[[ Information supplied open ]]

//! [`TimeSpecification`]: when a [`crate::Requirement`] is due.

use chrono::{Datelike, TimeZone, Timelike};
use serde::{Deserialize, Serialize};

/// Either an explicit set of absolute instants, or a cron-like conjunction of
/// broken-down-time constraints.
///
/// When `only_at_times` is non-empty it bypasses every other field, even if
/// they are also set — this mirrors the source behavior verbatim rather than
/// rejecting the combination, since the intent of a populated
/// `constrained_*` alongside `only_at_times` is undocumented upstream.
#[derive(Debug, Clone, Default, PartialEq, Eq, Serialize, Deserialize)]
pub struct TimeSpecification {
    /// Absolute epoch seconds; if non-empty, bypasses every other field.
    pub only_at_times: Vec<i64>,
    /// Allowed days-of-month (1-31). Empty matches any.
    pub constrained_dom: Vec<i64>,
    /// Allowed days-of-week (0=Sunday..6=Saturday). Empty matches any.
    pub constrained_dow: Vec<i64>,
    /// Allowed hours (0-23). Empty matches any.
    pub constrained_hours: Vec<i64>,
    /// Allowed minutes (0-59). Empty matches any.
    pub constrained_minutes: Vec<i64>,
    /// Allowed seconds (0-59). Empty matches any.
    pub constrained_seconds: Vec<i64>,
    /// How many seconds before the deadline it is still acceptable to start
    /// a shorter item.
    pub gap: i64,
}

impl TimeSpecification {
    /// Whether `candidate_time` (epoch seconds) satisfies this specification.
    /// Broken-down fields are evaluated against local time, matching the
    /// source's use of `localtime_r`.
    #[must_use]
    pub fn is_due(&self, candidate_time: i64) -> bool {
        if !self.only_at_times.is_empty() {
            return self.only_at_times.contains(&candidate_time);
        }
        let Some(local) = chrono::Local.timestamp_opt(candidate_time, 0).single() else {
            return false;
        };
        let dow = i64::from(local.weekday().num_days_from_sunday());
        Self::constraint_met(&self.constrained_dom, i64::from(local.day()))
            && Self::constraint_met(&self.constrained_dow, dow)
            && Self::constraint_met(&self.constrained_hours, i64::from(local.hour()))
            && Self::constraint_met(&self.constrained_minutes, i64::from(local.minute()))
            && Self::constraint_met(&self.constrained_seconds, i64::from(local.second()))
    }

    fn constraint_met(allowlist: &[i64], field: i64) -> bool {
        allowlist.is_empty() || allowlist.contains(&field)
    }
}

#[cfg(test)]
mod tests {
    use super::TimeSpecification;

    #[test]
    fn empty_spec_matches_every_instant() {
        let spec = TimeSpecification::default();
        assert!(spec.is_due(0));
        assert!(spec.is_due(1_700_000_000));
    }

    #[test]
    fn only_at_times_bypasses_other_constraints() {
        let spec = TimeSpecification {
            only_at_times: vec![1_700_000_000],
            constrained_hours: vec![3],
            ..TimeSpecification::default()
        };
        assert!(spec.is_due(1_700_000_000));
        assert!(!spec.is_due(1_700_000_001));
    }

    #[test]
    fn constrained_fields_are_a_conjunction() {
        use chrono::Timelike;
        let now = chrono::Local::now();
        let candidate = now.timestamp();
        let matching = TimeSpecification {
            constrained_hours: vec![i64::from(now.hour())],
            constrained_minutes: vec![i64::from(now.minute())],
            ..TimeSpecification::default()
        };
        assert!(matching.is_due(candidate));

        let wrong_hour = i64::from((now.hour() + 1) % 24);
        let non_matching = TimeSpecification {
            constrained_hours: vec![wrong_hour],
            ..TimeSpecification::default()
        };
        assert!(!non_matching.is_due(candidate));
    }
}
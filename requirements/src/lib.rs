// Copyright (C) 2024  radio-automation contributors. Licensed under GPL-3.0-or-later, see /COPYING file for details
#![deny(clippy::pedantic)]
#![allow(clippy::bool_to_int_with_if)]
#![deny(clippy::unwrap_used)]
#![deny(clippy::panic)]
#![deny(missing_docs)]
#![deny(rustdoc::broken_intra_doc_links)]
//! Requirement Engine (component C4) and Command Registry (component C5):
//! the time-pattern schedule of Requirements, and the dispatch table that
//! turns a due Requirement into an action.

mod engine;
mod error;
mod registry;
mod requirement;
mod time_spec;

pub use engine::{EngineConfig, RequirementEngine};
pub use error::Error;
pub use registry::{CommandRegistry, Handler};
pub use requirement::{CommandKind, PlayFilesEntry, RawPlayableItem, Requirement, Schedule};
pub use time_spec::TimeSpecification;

[[ Information supplied closed ]]

• _Action item_: Your task is to retype the entries verbatim, starting with the line that holds "let matching = TimeSpecification" and stopping after the line that holds "filename requirements/src/lib.rs".

• _Your solution_:
        let matching = TimeSpecification {
            constrained_hours: vec![i64::from(now.hour())],
            constrained_minutes: vec![i64::from(now.minute())],
            ..TimeSpecification::default()
        };
        assert!(matching.is_due(candidate));

        let wrong_hour = i64::from((now.hour() + 1) % 24);
        let non_matching = TimeSpecification {
            constrained_hours: vec![wrong_hour],
            ..TimeSpecification::default()
        };
        assert!(!non_matching.is_due(candidate));
    }
}
filename requirements/src/lib.rs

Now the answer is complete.